Fortunately, including different ethnicities in genetic research can lead to more accurate diagnoses and improved therapeutic strategies in all populations. Since the vast majority of GWAS research is dependent on European DNA, much of the predictive disease tracking technology currently available is unavailable to people of non-European ancestry. 23andMe, a company that provides genetic testing for disease risk, provides 22 different tests - 16 are not available to those with non-European ancestry (4). However, by utilizing more inclusive data, disease testing can become more accessible and accurate for minorities. Simulations show that having just 20 people of African ancestry in a control group of 200 people would allow clinicians a 50 percent probability of correctly identifying the variant as a biomarker (7). Furthermore, increasing ethnic diversity can lead to the discovery of new associations between SNPs and diseases. For example, the study of SNP variants in people of African descent led to the discovery of PCSK9’s role in the regulation of blood cholesterol. This discovery not only benefited people of African descent, but it was also repurposed into research for a drug with global utility (8). By identifying more genes such as PCSK9, we can better understand diseases and develop more effective therapeutic approaches for all ethnicities.

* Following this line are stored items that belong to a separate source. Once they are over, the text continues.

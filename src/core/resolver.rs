//! Least-upper-bound placement and per-concept resolution.
//!
//! Resolution works on a read-only view of the arena so every concept of a round
//! can be resolved in parallel; results are applied between rounds.

use crate::core::concept::{TaxonConcept, TaxonResolution};
use crate::core::instance::{ConceptId, InstanceId, TaxonConceptInstance};
use crate::taxonomy::report::BuildReport;
use smallvec::SmallVec;
use std::cmp::Ordering;

/// A view of instance placement used by the least-upper-bound walk
pub trait TaxonTree {
    /// Parent of an instance, as its current representative
    fn parent_of(&self, id: InstanceId) -> Option<InstanceId>;

    /// Accepted instance of a synonym, as its current representative
    fn accepted_of(&self, id: InstanceId) -> Option<InstanceId>;

    /// Grouping two instances must share to count as the same taxon
    fn container_of(&self, id: InstanceId) -> Option<ConceptId>;

    /// Bound on any walk up the tree
    fn max_depth(&self) -> usize;

    fn same_taxon(&self, a: InstanceId, b: InstanceId) -> bool {
        a == b
            || matches!(
                (self.container_of(a), self.container_of(b)),
                (Some(ca), Some(cb)) if ca == cb
            )
    }
}

/// Walk from an instance to its root, mapping synonyms onto their accepted taxa
fn ancestry<T: TaxonTree + ?Sized>(tree: &T, id: InstanceId) -> SmallVec<[InstanceId; 16]> {
    let mut chain = SmallVec::new();
    let mut current = Some(id);
    while let Some(node) = current {
        if chain.len() >= tree.max_depth() {
            break;
        }
        let anchor = tree.accepted_of(node).unwrap_or(node);
        if chain.contains(&anchor) {
            break;
        }
        chain.push(anchor);
        current = tree.parent_of(anchor);
    }
    chain
}

/// Most specific common ancestor of two instances, `None` when the trees are disjoint
pub fn lub<T: TaxonTree + ?Sized>(tree: &T, a: InstanceId, b: InstanceId) -> Option<InstanceId> {
    let second = ancestry(tree, b);
    ancestry(tree, a)
        .into_iter()
        .find(|r1| second.iter().any(|r2| tree.same_taxon(*r1, *r2)))
}

/// Fold [`lub`] over a collection; `None` for an empty collection or disjoint members
pub fn lub_all<T, I>(tree: &T, ids: I) -> Option<InstanceId>
where
    T: TaxonTree + ?Sized,
    I: IntoIterator<Item = InstanceId>,
{
    let mut ids = ids.into_iter();
    let first = ids.next()?;
    ids.try_fold(first, |acc, id| lub(tree, acc, id))
}

/// Best first: score, then provider declaration order, then identifier
pub fn score_order(a: &TaxonConceptInstance, b: &TaxonConceptInstance) -> Ordering {
    b.score()
        .cmp(&a.score())
        .then_with(|| a.provider.cmp(&b.provider))
        .then_with(|| a.taxon_id.cmp(&b.taxon_id))
}

/// Read-only resolver over the arena state of the previous round
pub struct ConceptResolver<'a> {
    pub instances: &'a [TaxonConceptInstance],
    pub concepts: &'a [TaxonConcept],
    pub accepted_cutoff: i32,
    pub max_steps: usize,
}

impl<'a> ConceptResolver<'a> {
    /// The instance an instance currently resolves to, following concept resolutions
    pub fn representative(&self, id: InstanceId) -> InstanceId {
        let mut current = id;
        for _ in 0..self.max_steps {
            let next = self.instances[current]
                .concept
                .and_then(|c| self.concepts[c].resolution.as_ref())
                .and_then(|r| r.get(current));
            match next {
                Some(next) if next != current => current = next,
                _ => break,
            }
        }
        current
    }

    fn name_of(&self, id: InstanceId) -> Option<usize> {
        self.container_of(id).map(|c| self.concepts[c].name)
    }

    /// Instances from the provider with the best eligible claim on the concept
    pub fn principals(&self, concept: ConceptId, report: &BuildReport) -> Vec<InstanceId> {
        let members = &self.concepts[concept].instances;
        let pick = |filter: &dyn Fn(&TaxonConceptInstance) -> bool| -> Vec<InstanceId> {
            members
                .iter()
                .copied()
                .filter(|id| filter(&self.instances[*id]))
                .collect()
        };

        let mut candidates = pick(&|i| {
            i.is_primary() && !i.is_forbidden() && i.score() > self.accepted_cutoff
        });
        if candidates.is_empty() {
            report.note_concept("taxonResolver.noPrincipals", &self.concepts[concept]);
            candidates = pick(&|i| !i.is_forbidden());
        }
        if candidates.is_empty() {
            candidates = members.clone();
        }

        let Some(best) = candidates
            .iter()
            .copied()
            .min_by(|a, b| score_order(&self.instances[*a], &self.instances[*b]))
        else {
            return Vec::new();
        };
        let source = self.instances[best].provider;
        let mut principals: Vec<InstanceId> = candidates
            .into_iter()
            .filter(|id| self.instances[*id].provider == source)
            .collect();
        principals.sort_by(|a, b| score_order(&self.instances[*a], &self.instances[*b]));
        principals
    }

    /// Resolve every member of a concept against its principals
    pub fn resolve(&self, concept: ConceptId, principals: Vec<InstanceId>, report: &BuildReport) -> TaxonResolution {
        let mut resolution = TaxonResolution::new(principals);
        let mut members = self.concepts[concept].instances.clone();
        members.sort_by(|a, b| score_order(&self.instances[*a], &self.instances[*b]));
        for id in members {
            self.resolve_instance(id, concept, &mut resolution, report);
        }
        resolution
    }

    fn resolve_instance(
        &self,
        id: InstanceId,
        concept: ConceptId,
        resolution: &mut TaxonResolution,
        report: &BuildReport,
    ) {
        if resolution.principals.contains(&id) {
            resolution.add_internal(id, id);
            return;
        }
        let instance = &self.instances[id];
        let status = instance.status;
        let group = status.group();
        let name = self.concepts[concept].name;
        let accepted = instance.accepted.map(|a| self.representative(a));
        let accepted_concept = accepted.and_then(|a| self.container_of(a));
        let accepted_name = accepted.and_then(|a| self.name_of(a));

        let used = resolution.used.clone();
        let find = |filter: &dyn Fn(&TaxonConceptInstance, InstanceId) -> bool| {
            used.iter().copied().find(|u| filter(&self.instances[*u], *u))
        };
        let accepted_concept_of = |u: InstanceId| {
            self.instances[u]
                .accepted
                .and_then(|a| self.container_of(self.representative(a)))
        };
        let accepted_name_of = |u: InstanceId| {
            self.instances[u]
                .accepted
                .and_then(|a| self.name_of(self.representative(a)))
        };

        let found = if instance.is_accepted() && instance.is_primary() {
            let found = find(&|u, _| u.is_accepted() && u.concept == Some(concept))
                .or_else(|| find(&|u, uid| u.is_accepted() && self.name_of(uid) == Some(name)))
                .or_else(|| find(&|u, _| u.is_accepted()));
            if found.is_none() {
                let synonyms: Vec<InstanceId> = used
                    .iter()
                    .copied()
                    .filter(|u| self.instances[*u].is_synonym() && !self.instances[*u].is_forbidden())
                    .collect();
                if let Some(target) = lub_all(self, synonyms) {
                    report.note_instance("taxonResolver.synonyms", instance);
                    resolution.add_external(id, target);
                    return;
                }
            }
            found
        } else if instance.is_synonym() && instance.is_primary() && accepted.is_some() {
            let found = find(&|u, uid| u.status == status && accepted_concept_of(uid) == accepted_concept)
                .or_else(|| find(&|u, uid| u.status.group() == group && accepted_concept_of(uid) == accepted_concept))
                .or_else(|| find(&|u, uid| u.status == status && accepted_name_of(uid) == accepted_name))
                .or_else(|| find(&|u, uid| u.status.group() == group && accepted_name_of(uid) == accepted_name));
            if found.is_none() {
                let synonyms: Vec<InstanceId> = used
                    .iter()
                    .copied()
                    .filter(|u| self.instances[*u].is_synonym() && !self.instances[*u].is_forbidden())
                    .collect();
                let target = match synonyms.as_slice() {
                    [single] => Some(*single),
                    _ => lub_all(self, synonyms),
                };
                if let Some(target) = target {
                    report.note_instance("taxonResolver.synonyms", instance);
                    resolution.add_external(id, target);
                    return;
                }
            }
            found
        } else if instance.accepted.is_some() {
            find(&|u, uid| u.status == status && accepted_concept_of(uid) == accepted_concept)
                .or_else(|| find(&|u, uid| u.status == status && accepted_name_of(uid) == accepted_name))
        } else {
            find(&|u, _| u.status == status)
        };

        resolution.add_internal(id, found.unwrap_or(id));
    }
}

impl TaxonTree for ConceptResolver<'_> {
    fn parent_of(&self, id: InstanceId) -> Option<InstanceId> {
        self.instances[id].parent.map(|p| self.representative(p))
    }

    fn accepted_of(&self, id: InstanceId) -> Option<InstanceId> {
        self.instances[id].accepted.map(|a| self.representative(a))
    }

    fn container_of(&self, id: InstanceId) -> Option<ConceptId> {
        self.instances[id].concept
    }

    fn max_depth(&self) -> usize {
        self.max_steps
    }
}

#[cfg(test)]
mod tests {
    use super::*;
    use proptest::prelude::*;
    use rstest::rstest;

    /// Plain parent-pointer forest
    #[derive(Debug)]
    struct Forest {
        parents: Vec<Option<usize>>,
    }

    impl TaxonTree for Forest {
        fn parent_of(&self, id: InstanceId) -> Option<InstanceId> {
            self.parents[id]
        }

        fn accepted_of(&self, _id: InstanceId) -> Option<InstanceId> {
            None
        }

        fn container_of(&self, id: InstanceId) -> Option<ConceptId> {
            Some(id)
        }

        fn max_depth(&self) -> usize {
            self.parents.len() + 1
        }
    }

    //        0            5
    //      /   \          |
    //     1     2         6
    //    / \     \
    //   3   4     7
    fn forest() -> Forest {
        Forest {
            parents: vec![None, Some(0), Some(0), Some(1), Some(1), None, Some(5), Some(2)],
        }
    }

    #[rstest]
    #[case(3, 4, Some(1))]
    #[case(3, 7, Some(0))]
    #[case(1, 4, Some(1))]
    #[case(4, 1, Some(1))]
    #[case(2, 2, Some(2))]
    #[case(3, 6, None)]
    #[case(6, 5, Some(5))]
    fn test_lub_cases(#[case] a: usize, #[case] b: usize, #[case] expected: Option<usize>) {
        assert_eq!(lub(&forest(), a, b), expected);
    }

    #[test]
    fn test_lub_all() {
        let tree = forest();
        assert_eq!(lub_all(&tree, [3, 4, 7]), Some(0));
        assert_eq!(lub_all(&tree, [3]), Some(3));
        assert_eq!(lub_all(&tree, Vec::<usize>::new()), None);
        assert_eq!(lub_all(&tree, [3, 6, 4]), None);
    }

    #[test]
    fn test_lub_survives_loops() {
        let tree = Forest {
            parents: vec![Some(1), Some(0), Some(1)],
        };
        assert_eq!(lub(&tree, 2, 0), Some(1));
    }

    struct Synonymy {
        parents: Vec<Option<usize>>,
        accepted: Vec<Option<usize>>,
    }

    impl TaxonTree for Synonymy {
        fn parent_of(&self, id: InstanceId) -> Option<InstanceId> {
            self.parents[id]
        }

        fn accepted_of(&self, id: InstanceId) -> Option<InstanceId> {
            self.accepted[id]
        }

        fn container_of(&self, id: InstanceId) -> Option<ConceptId> {
            Some(id)
        }

        fn max_depth(&self) -> usize {
            8
        }
    }

    #[test]
    fn test_lub_maps_synonyms_to_accepted() {
        // 3 is a synonym of 2
        let tree = Synonymy {
            parents: vec![None, Some(0), Some(0), None],
            accepted: vec![None, None, None, Some(2)],
        };
        assert_eq!(lub(&tree, 3, 1), Some(0));
        assert_eq!(lub(&tree, 3, 2), Some(2));
    }

    fn arb_forest() -> impl Strategy<Value = Forest> {
        (2usize..24).prop_flat_map(|n| {
            proptest::collection::vec(any::<(bool, usize)>(), n).prop_map(|links| Forest {
                parents: links
                    .iter()
                    .enumerate()
                    .map(|(i, (root, p))| if i == 0 || *root { None } else { Some(p % i) })
                    .collect(),
            })
        })
    }

    fn is_ancestor(tree: &Forest, a: usize, b: usize) -> bool {
        let mut current = Some(b);
        while let Some(node) = current {
            if node == a {
                return true;
            }
            current = tree.parents[node];
        }
        false
    }

    proptest! {
        #[test]
        fn prop_lub_laws(tree in arb_forest(), a in any::<usize>(), b in any::<usize>(), c in any::<usize>()) {
            let n = tree.parents.len();
            let (a, b, c) = (a % n, b % n, c % n);

            prop_assert_eq!(lub(&tree, a, a), Some(a));
            prop_assert_eq!(lub(&tree, a, b), lub(&tree, b, a));

            let left = lub(&tree, a, b).and_then(|ab| lub(&tree, ab, c));
            let right = lub(&tree, b, c).and_then(|bc| lub(&tree, a, bc));
            prop_assert_eq!(left, right);

            if is_ancestor(&tree, a, b) {
                prop_assert_eq!(lub(&tree, a, b), Some(a));
            }
        }
    }
}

As the importance and utilization of genomic technology grow, more genomic data will continue to be collected. However, adding more sequencing data only from European groups will limit potential discoveries, disadvantaging the entirety of the human population. Inaccuracies rooted in research from limited genomic resources will create medical problems, expenses, and perpetuate inequality. Diversity in genomics is imperative to creating an equitable future that unlocks the full potential of genomics.
References:
1. Tam, Vivian, et al. “Benefits and Limitations of Genome-Wide Association Studies.” Nature Reviews Genetics, vol. 20, no. 8, 2019, pp. 467–484., doi:10.1038/s41576-019-0127-1.
2. Popejoy, Alice B., and Stephanie M. Fullerton. “Genomics Is Failing on Diversity.” Nature, vol. 538, no. 7624, 12 Oct. 2016, pp. 161–164., doi:10.1038/538161a.
3. Huang, Tao, et al. “Genetic Differences among Ethnic Groups.” BMC Genomics, vol. 16, no. 1, 2015, doi:10.1186/s12864-015-2328-0.
4. Haga, Susanne B. “Impact of Limited Population Diversity of Genome-Wide Association Studies.” Genetics in Medicine, vol. 12, no. 2, 2009, pp. 81–84., doi:10.1097/gim.0b013e3181ca2bbf.
5. Varela, Miguel A, et al. “Transfer of Genetic Therapy across Human Populations: Molecular Targets for Increasing Patient Coverage in Repeat Expansion Diseases.” European Journal of Human Genetics, vol. 24, no. 2, 2015, pp. 271–276., doi:10.1038/ejhg.2015.94.
6. Schwartz, Ann G., et al. “Racial Differences in the Association Between SNPs on 15q25.1, Smoking Behavior, and Risk of Non-Small Cell Lung Cancer.” Journal of Thoracic Oncology, vol. 4, no. 10, 1 Oct. 2009, pp. 1195–1201., doi:10.1097/jto.0b013e3181b244ef.
7. Manrai, Arjun K., et al. “Genetic Misdiagnoses and the Potential for Health Disparities.” New England Journal of Medicine, vol. 375, no. 7, 18 Aug. 2016, pp. 655–665., doi:10.1056/nejmsa1507092.
8. Sirugo, Giorgio, et al. “The Missing Diversity in Human Genetic Studies.” Cell, vol. 177, no. 1, 21 Mar. 2019, pp. 26–31., doi:10.1016/j.cell.2019.02.048.